Gulfport - Live Oak Project   tuce-@msn.com
  Jun 07, 2007 08:46 PDT 

ENTS,                                                                 
Measured two more 20' plus Live Oaks in Gulfport yesterday. Located at
1005 and 1008 Bridge St., Gulfport, Ms. The first tree, the new #22 on
our listing, CBH-24'2", Spread-135' and Height-66'. 
image001.jpg (87547 bytes) image002.jpg (87729 bytes)
The new #22 The Bridge St. Oak located at 1005 Bridge St., Gulfport, Ms. CBH-24’2”, Spread-135’ and Height-66’.

The second tree, #36,CBH-20'4", Spread-105 and Height-58.5'.        

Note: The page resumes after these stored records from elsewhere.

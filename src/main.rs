// =============================================================================
// Sensex Tick Relay: Main Entry Point
// =============================================================================
//
// Polls the futures quote API once a minute during the trading session,
// buffers de-duplicated ticks per expiry in memory, and serves them to the
// chart front-end over HTTP. Nothing is persisted; a restart starts empty.
// =============================================================================

// ── Module declarations ──────────────────────────────────────────────────────
mod api;
mod app_state;
mod clock;
mod collector;
mod market_data;
mod runtime_config;
mod scheduler;
mod types;
mod upstream;

use std::sync::Arc;
use std::time::Duration;

use anyhow::Context;
use tracing::{error, info, warn};
use tracing_subscriber::EnvFilter;

use crate::app_state::AppState;
use crate::clock::{Clock, SystemClock, WallZone};
use crate::runtime_config::{RuntimeConfig, DEFAULT_CONFIG_PATH};
use crate::scheduler::Scheduler;
use crate::upstream::UpstreamClient;

#[tokio::main]
async fn main() -> anyhow::Result<()> {
    // ── 1. Environment & config ──────────────────────────────────────────
    let _ = dotenv::dotenv();

    tracing_subscriber::fmt()
        .with_env_filter(
            EnvFilter::try_from_default_env().unwrap_or_else(|_| EnvFilter::new("info")),
        )
        .init();

    info!("Sensex tick relay starting up");

    let config_path =
        std::env::var("SENSEX_CONFIG").unwrap_or_else(|_| DEFAULT_CONFIG_PATH.to_string());
    let mut config = RuntimeConfig::load(&config_path).unwrap_or_else(|e| {
        warn!(error = %e, "Failed to load config, using defaults");
        RuntimeConfig::default()
    });
    config.apply_env();
    config.validate().context("invalid configuration")?;

    let zone = WallZone::from_config(config.utc_offset.as_deref())?;
    info!(
        upstream_url = %config.upstream_url,
        poll_interval_secs = config.poll_interval_secs,
        request_timeout_secs = config.request_timeout_secs,
        session_start = %config.session.start,
        session_close = %config.session.close,
        reset_at = %config.session.reset_at,
        zone = %zone,
        "Configuration resolved"
    );

    // ── 2. Build shared state ────────────────────────────────────────────
    let state = Arc::new(AppState::new(config.clone()));

    // ── 3. Upstream client & scheduler ───────────────────────────────────
    let upstream = Arc::new(UpstreamClient::new(
        config.upstream_url.clone(),
        Duration::from_secs(config.request_timeout_secs),
    ));
    info!(url = %upstream.url(), "Upstream client ready");

    let clock: Arc<dyn Clock> = Arc::new(SystemClock::new(zone));
    let scheduler = Scheduler::new(state.clone(), upstream, clock);
    let period = Duration::from_secs(config.poll_interval_secs);
    tokio::spawn(scheduler.run(period));

    // ── 4. Start the API server ──────────────────────────────────────────
    let bind_addr = format!("{}:{}", config.bind_addr, config.port);
    let listener = tokio::net::TcpListener::bind(&bind_addr)
        .await
        .with_context(|| format!("failed to bind API server on {bind_addr}"))?;
    info!(addr = %bind_addr, "Sensex server running on http://{}", bind_addr);

    let app = api::rest::router(state.clone());
    tokio::spawn(async move {
        if let Err(e) = axum::serve(listener, app).await {
            error!(error = %e, "API server failed");
        }
    });

    // ── 5. Graceful shutdown ─────────────────────────────────────────────
    tokio::signal::ctrl_c().await?;
    warn!("Shutdown signal received: stopping");

    info!(
        ticks = state.tick_store.tick_count(),
        "Sensex tick relay shut down; buffered ticks discarded"
    );
    Ok(())
}
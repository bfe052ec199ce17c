// =============================================================================
// REST API Endpoints: Axum 0.7
// =============================================================================
//
// `/api/sensexTicks` is the chart feed and never fails: a stale-but-valid
// book is always served, whatever state the upstream is in. No endpoint
// mutates state.
//
// CORS is permissive; the chart front-end is served from another origin.
// =============================================================================

use std::sync::Arc;

use axum::{extract::State, response::IntoResponse, routing::get, Json, Router};
use serde::Serialize;
use tower_http::cors::{Any, CorsLayer};

use crate::app_state::AppState;
use crate::types::ApiEnvelope;

/// Plain-text body of the liveness route.
pub const LIVENESS_MESSAGE: &str = "Sensex tick server is running";

// =============================================================================
// Router construction
// =============================================================================

/// Build the REST API router with CORS middleware and shared state.
pub fn router(state: Arc<AppState>) -> Router {
    let cors = CorsLayer::new()
        .allow_origin(Any)
        .allow_methods(Any)
        .allow_headers(Any);

    Router::new()
        .route("/", get(liveness))
        .route("/api/sensexTicks", get(sensex_ticks))
        .route("/api/health", get(health))
        .route("/api/status", get(status))
        .layer(cors)
        .with_state(state)
}

// =============================================================================
// Liveness
// =============================================================================

async fn liveness() -> &'static str {
    LIVENESS_MESSAGE
}

// =============================================================================
// Tick feed
// =============================================================================

async fn sensex_ticks(State(state): State<Arc<AppState>>) -> impl IntoResponse {
    Json(ApiEnvelope::success(state.tick_store.snapshot()))
}

// =============================================================================
// Health
// =============================================================================

#[derive(Serialize)]
struct HealthResponse {
    status: &'static str,
    server_time: i64,
    buckets: usize,
    ticks: usize,
}

async fn health(State(state): State<Arc<AppState>>) -> impl IntoResponse {
    Json(HealthResponse {
        status: "ok",
        server_time: chrono::Utc::now().timestamp_millis(),
        buckets: state.tick_store.bucket_count(),
        ticks: state.tick_store.tick_count(),
    })
}

// =============================================================================
// Status
// =============================================================================

async fn status(State(state): State<Arc<AppState>>) -> impl IntoResponse {
    Json(state.build_status())
}

// =============================================================================
// Tests
// =============================================================================

#[cfg(test)]
mod tests {
    use super::*;
    use crate::runtime_config::RuntimeConfig;
    use crate::types::Tick;
    use axum::{
        body::{to_bytes, Body},
        http::{Request, StatusCode},
    };
    use serde_json::Value;
    use tower::ServiceExt;

    fn state() -> Arc<AppState> {
        Arc::new(AppState::new(RuntimeConfig::default()))
    }

    async fn get_body(state: Arc<AppState>, uri: &str) -> (StatusCode, Vec<u8>) {
        let resp = router(state)
            .oneshot(Request::builder().uri(uri).body(Body::empty()).unwrap())
            .await
            .unwrap();
        let status = resp.status();
        let bytes = to_bytes(resp.into_body(), usize::MAX).await.unwrap();
        (status, bytes.to_vec())
    }

    async fn get_json(state: Arc<AppState>, uri: &str) -> (StatusCode, Value) {
        let (status, bytes) = get_body(state, uri).await;
        (status, serde_json::from_slice(&bytes).unwrap())
    }

    #[tokio::test]
    async fn liveness_is_plain_text() {
        let (status, body) = get_body(state(), "/").await;
        assert_eq!(status, StatusCode::OK);
        assert_eq!(String::from_utf8(body).unwrap(), LIVENESS_MESSAGE);
    }

    #[tokio::test]
    async fn empty_store_still_succeeds() {
        let (status, json) = get_json(state(), "/api/sensexTicks").await;
        assert_eq!(status, StatusCode::OK);
        assert_eq!(json["result"], 1);
        assert_eq!(json["resultMessage"], "Success");
        assert_eq!(json["resultData"], serde_json::json!({}));
    }

    #[tokio::test]
    async fn ticks_are_served_per_expiry_in_order() {
        let state = state();
        for (time, ltp) in [("09:16:00", 81000.5), ("09:17:00", 81010.0)] {
            state.tick_store.record(Tick {
                time: time.into(),
                ltp,
                prev_close: 80900.0,
                expiry: "27-06-2024".into(),
            });
        }

        let (_, json) = get_json(state, "/api/sensexTicks").await;
        let bucket = json["resultData"]["27-06-2024"].as_array().unwrap();
        assert_eq!(bucket.len(), 2);
        assert_eq!(bucket[0]["time"], "09:16:00");
        assert_eq!(bucket[0]["ltp"], 81000.5);
        assert_eq!(bucket[0]["prevClose"], 80900.0);
        assert_eq!(bucket[1]["time"], "09:17:00");
    }

    #[tokio::test]
    async fn health_reports_counts() {
        let state = state();
        state.tick_store.record(Tick {
            time: "09:16:00".into(),
            ltp: 1.0,
            prev_close: 0.0,
            expiry: "27-06-2024".into(),
        });

        let (status, json) = get_json(state, "/api/health").await;
        assert_eq!(status, StatusCode::OK);
        assert_eq!(json["status"], "ok");
        assert_eq!(json["buckets"], 1);
        assert_eq!(json["ticks"], 1);
    }

    #[tokio::test]
    async fn status_includes_errors() {
        let state = state();
        state.push_error("upstream returned 502".into());

        let (status, json) = get_json(state, "/api/status").await;
        assert_eq!(status, StatusCode::OK);
        assert_eq!(json["recent_errors"][0]["message"], "upstream returned 502");
        assert_eq!(json["poll_interval_secs"], 60);
        assert!(json["last_cycle"].is_null());
    }

    #[tokio::test]
    async fn unknown_route_is_404() {
        let (status, _) = get_body(state(), "/api/v1/state").await;
        assert_eq!(status, StatusCode::NOT_FOUND);
    }
}
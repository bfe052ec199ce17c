// =============================================================================
// Central Application State: Sensex tick relay
// =============================================================================
//
// Owned once in `main` and shared via `Arc` between the scheduler (the only
// writer of the tick store) and the HTTP handlers (readers only).
//
// Thread safety:
//   - parking_lot::RwLock for every mutable collection.
//   - Atomics for flags and counters.
// =============================================================================

use std::sync::atomic::{AtomicBool, AtomicU64, Ordering};
use std::sync::Arc;

use chrono::{NaiveDateTime, Utc};
use parking_lot::RwLock;
use serde::Serialize;

use crate::market_data::TickStore;
use crate::runtime_config::RuntimeConfig;
use crate::scheduler::{CycleOutcome, SessionWindow};

// =============================================================================
// Records
// =============================================================================

/// A recorded error event for the status endpoint.
#[derive(Debug, Clone, Serialize)]
pub struct ErrorRecord {
    /// Human-readable error message.
    pub message: String,
    /// ISO 8601 timestamp.
    pub at: String,
}

/// The most recent scheduler cycle that ran inside the session window.
#[derive(Debug, Clone, Serialize)]
pub struct CycleRecord {
    /// Wall-clock time the cycle ran at.
    pub at: NaiveDateTime,
    pub outcome: CycleOutcome,
}

/// Payload of `GET /api/status`.
#[derive(Debug, Clone, Serialize)]
pub struct StatusSnapshot {
    pub uptime_secs: u64,
    pub server_time: i64,
    pub upstream_url: String,
    pub poll_interval_secs: u64,
    pub session: SessionWindow,
    pub session_active: bool,
    pub cycles_run: u64,
    pub buckets: usize,
    pub ticks: usize,
    pub last_cycle: Option<CycleRecord>,
    pub recent_errors: Vec<ErrorRecord>,
}

// =============================================================================
// AppState
// =============================================================================

/// Maximum number of recent errors to retain.
const MAX_RECENT_ERRORS: usize = 50;

pub struct AppState {
    // ── Configuration ───────────────────────────────────────────────────
    pub config: RuntimeConfig,

    // ── Market Data ─────────────────────────────────────────────────────
    pub tick_store: Arc<TickStore>,

    // ── Scheduler status ────────────────────────────────────────────────
    /// Whether the last cycle found the wall clock inside the session.
    pub session_active: AtomicBool,
    /// Cycles that ran inside the session window.
    pub cycles_run: AtomicU64,
    pub last_cycle: RwLock<Option<CycleRecord>>,

    // ── Error Log ───────────────────────────────────────────────────────
    pub recent_errors: RwLock<Vec<ErrorRecord>>,

    // ── Timing ──────────────────────────────────────────────────────────
    /// Instant when the service was started. Used for uptime calculations.
    pub start_time: std::time::Instant,
}

impl AppState {
    /// Construct a new `AppState` with an empty tick store.
    pub fn new(config: RuntimeConfig) -> Self {
        Self {
            config,
            tick_store: Arc::new(TickStore::new()),
            session_active: AtomicBool::new(false),
            cycles_run: AtomicU64::new(0),
            last_cycle: RwLock::new(None),
            recent_errors: RwLock::new(Vec::new()),
            start_time: std::time::Instant::now(),
        }
    }

    // ── Error Logging ───────────────────────────────────────────────────

    /// Record an error message. The ring buffer is capped at
    /// [`MAX_RECENT_ERRORS`]; oldest entries are evicted when the limit is
    /// reached.
    pub fn push_error(&self, msg: String) {
        let record = ErrorRecord {
            message: msg,
            at: Utc::now().to_rfc3339(),
        };

        let mut errors = self.recent_errors.write();
        errors.push(record);
        while errors.len() > MAX_RECENT_ERRORS {
            errors.remove(0);
        }
    }

    // ── Cycle tracking ──────────────────────────────────────────────────

    pub fn record_cycle(&self, at: NaiveDateTime, outcome: CycleOutcome) {
        self.cycles_run.fetch_add(1, Ordering::Relaxed);
        *self.last_cycle.write() = Some(CycleRecord { at, outcome });
    }

    // ── Snapshot Builder ────────────────────────────────────────────────

    pub fn build_status(&self) -> StatusSnapshot {
        StatusSnapshot {
            uptime_secs: self.start_time.elapsed().as_secs(),
            server_time: Utc::now().timestamp_millis(),
            upstream_url: self.config.upstream_url.clone(),
            poll_interval_secs: self.config.poll_interval_secs,
            session: self.config.session,
            session_active: self.session_active.load(Ordering::SeqCst),
            cycles_run: self.cycles_run.load(Ordering::Relaxed),
            buckets: self.tick_store.bucket_count(),
            ticks: self.tick_store.tick_count(),
            last_cycle: self.last_cycle.read().clone(),
            recent_errors: self.recent_errors.read().clone(),
        }
    }
}

// =============================================================================
// Tests
// =============================================================================

#[cfg(test)]
mod tests {
    use super::*;
    use crate::collector::RecordSummary;
    use chrono::NaiveDate;

    #[test]
    fn error_ring_is_bounded() {
        let state = AppState::new(RuntimeConfig::default());
        for i in 0..(MAX_RECENT_ERRORS + 7) {
            state.push_error(format!("error {i}"));
        }

        let errors = state.recent_errors.read();
        assert_eq!(errors.len(), MAX_RECENT_ERRORS);
        assert_eq!(errors[0].message, "error 7");
        assert_eq!(
            errors.last().unwrap().message,
            format!("error {}", MAX_RECENT_ERRORS + 6)
        );
    }

    #[test]
    fn status_reflects_last_cycle() {
        let state = AppState::new(RuntimeConfig::default());
        let at = NaiveDate::from_ymd_opt(2024, 6, 27)
            .unwrap()
            .and_hms_opt(9, 16, 0)
            .unwrap();
        state.record_cycle(
            at,
            CycleOutcome::Completed {
                reset: false,
                summary: RecordSummary::default(),
            },
        );

        let status = state.build_status();
        assert_eq!(status.cycles_run, 1);
        assert_eq!(status.ticks, 0);
        assert!(status.last_cycle.is_some());

        let json = serde_json::to_value(&status).unwrap();
        assert_eq!(json["last_cycle"]["outcome"]["status"], "completed");
        assert_eq!(json["session"]["reset_at"], "09:15");
    }
}
// =============================================================================
// Shared types used across the Sensex tick relay
// =============================================================================

use std::collections::BTreeMap;

use serde::{Deserialize, Serialize};

/// One observed price sample for a contract expiry at a time label.
///
/// Field names on the wire follow the chart front-end contract
/// (`time`, `ltp`, `prevClose`, `expiry`).
#[derive(Debug, Clone, PartialEq, Serialize, Deserialize)]
#[serde(rename_all = "camelCase")]
pub struct Tick {
    /// Wall-clock-of-day label (e.g. `"09:16:00"`) or upstream timestamp.
    pub time: String,
    /// Last traded price.
    pub ltp: f64,
    /// Previous session close; 0.0 when upstream omits it.
    #[serde(default)]
    pub prev_close: f64,
    /// Canonical expiry key, `DD-MM-YYYY`.
    pub expiry: String,
}

/// Read-only snapshot of the tick store: expiry key -> ticks in arrival order.
pub type TickBook = BTreeMap<String, Vec<Tick>>;

/// Envelope used by every JSON response the chart consumes.
#[derive(Debug, Clone, Serialize, Deserialize)]
#[serde(rename_all = "camelCase")]
pub struct ApiEnvelope<T> {
    pub result: u8,
    pub result_message: String,
    pub result_data: T,
}

impl<T> ApiEnvelope<T> {
    pub fn success(data: T) -> Self {
        Self {
            result: 1,
            result_message: "Success".to_string(),
            result_data: data,
        }
    }
}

image003.jpg (77854 bytes)

My listing now
contains 38 Measured Live Oaks 20' or greater CBH. The majority coming
from Ms., Louisiana has thousands more, I will focus on those soon. I
still haven't measured the Ms. State Champion Live Oak in Pearl River
Co. I also wrote the Owners of the National Champion Live Oak,(The Seven
Sisters Oak), for permission to remeasure it. In 2001 it was 38', maybe
in my Life, it will be 40'! Maybe not! The Ms. Gulf Coast has an almost
continuous Live Oak Grove from Biloxi Bay, west to Bay St. Louis, about
1 mile wide and 25 miles long. Making it possibly the Largest Live Oak
Grove in the World. 

image004.jpg (54152 bytes) image005.jpg (31663 bytes)

Live Oak Leaves

I wonder how large the Live Oak Groves are in
Georgia, Virginia and the Carolina's? Anybody.   

Larry           

Back to Larry   dbhg-@comcast.net
  Jun 07, 2007 11:41 PDT 
Larry,

   I'm curious as to densities of the 20-footers. How are they distributed? For example, would you expect to find spots where there were 2 or more per say 100-acres area? For the most part, are these loaners, i.e. one per property? Or when you find one, is there a high probability of a second fairly close by as in a cemetery. The sheer number of square miles of the territory you are covering sounds like there is a possibility of finding hundreds of 20-footers. Is that correct? In your statement: "The majority coming from Ms., Louisiana has thousands more, I will focus on those soon.", does the "thousands more refer to the number of live oaks as a total population? You didn't mean thousands of 20-footers, did you?

Bob
RE: Back to Bob   tuce-@msn.com
  Jun 07, 2007 12:56 PDT 

Bob,                                                                    
                                                                         
As a total population, as for the distribution of large trees in Ocean
Springs there were 3,20+ within 5 acres. Sometimes they are in 2's, but
for the most part they are singles. In a natural setting undisturbed
there may have been hundreds or maybe thousands, I'm convinced I could
locate at least,100 20'+ Live Oaks on the Ms. Gulf Coast. The 30'+ are
the rare ones.
Back to Larry Again   dbhg-@comcast.net
  Jun 08, 2007 10:14 PDT 
Larry and Ed,

     Perhaps ENTS should start a 30-ft GBH club to shine the spotlight on the truly extraordinary big girth trees. Historically, live oak, bald cypress, American sycamore, American chestnut, and tuliptree would would make up the bulk of the membership, perhaps in that order of frequency. An occasional eastern cottonwood, white oak, willow, or tulepo would have found its way into the group. Silver maple would come close at times and maybe squeak in. But I doubt that there would be any other eastern species in the club beyond token representation. There is always room for a statistical outlier for species like cherrybark oak, willow oak, etc. but I've read nothing to suggest that those trees reached 30 feet in girth, which represents a thickness of 9.55 feet.

     For trees that split close to the ground, either as a coppice from the original tree having been cut or from some kind of natural damage, I would agree. We need to have a separate category for them. The challenge is to distinguish the fusion of what began and progressed as two separate until lateral expansion forced a fusion of trunks. I've become pretty adept at distinguishing fused white pines, but species like sycamore can be "fusion confusion".